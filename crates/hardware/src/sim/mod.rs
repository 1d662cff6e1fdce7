//! Simulation driver and peripheral collaborators.
//!
//! Provides source loading, the presenter seam, the simulator that paces the
//! engine, and the machine-code sink.

/// Source providers and line cleaning.
pub mod loader;

/// Step observers.
pub mod presenter;

/// Simulator driver.
pub mod simulator;

/// Machine-code output.
pub mod sink;

pub use self::presenter::{NullPresenter, Presenter};
pub use self::simulator::{RunOutcome, Simulator};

····················

#### About this exercise
Reproduce the material while keeping each line exactly as it was written.

#### Answer area
filename crates/hardware/src/sim/mod.rs
repository 1d662cff6e1fdce7
//! Simulation driver and peripheral collaborators.
//!
//! Provides source loading, the presenter seam, the simulator that paces the
//! engine, and the machine-code sink.

/// Source providers and line cleaning.
pub mod loader;

/// Step observers.
pub mod presenter;

/// Simulator driver.
pub mod simulator;

/// Machine-code output.
pub mod sink;

pub use self::presenter::{NullPresenter, Presenter};
pub use self::simulator::{RunOutcome, Simulator};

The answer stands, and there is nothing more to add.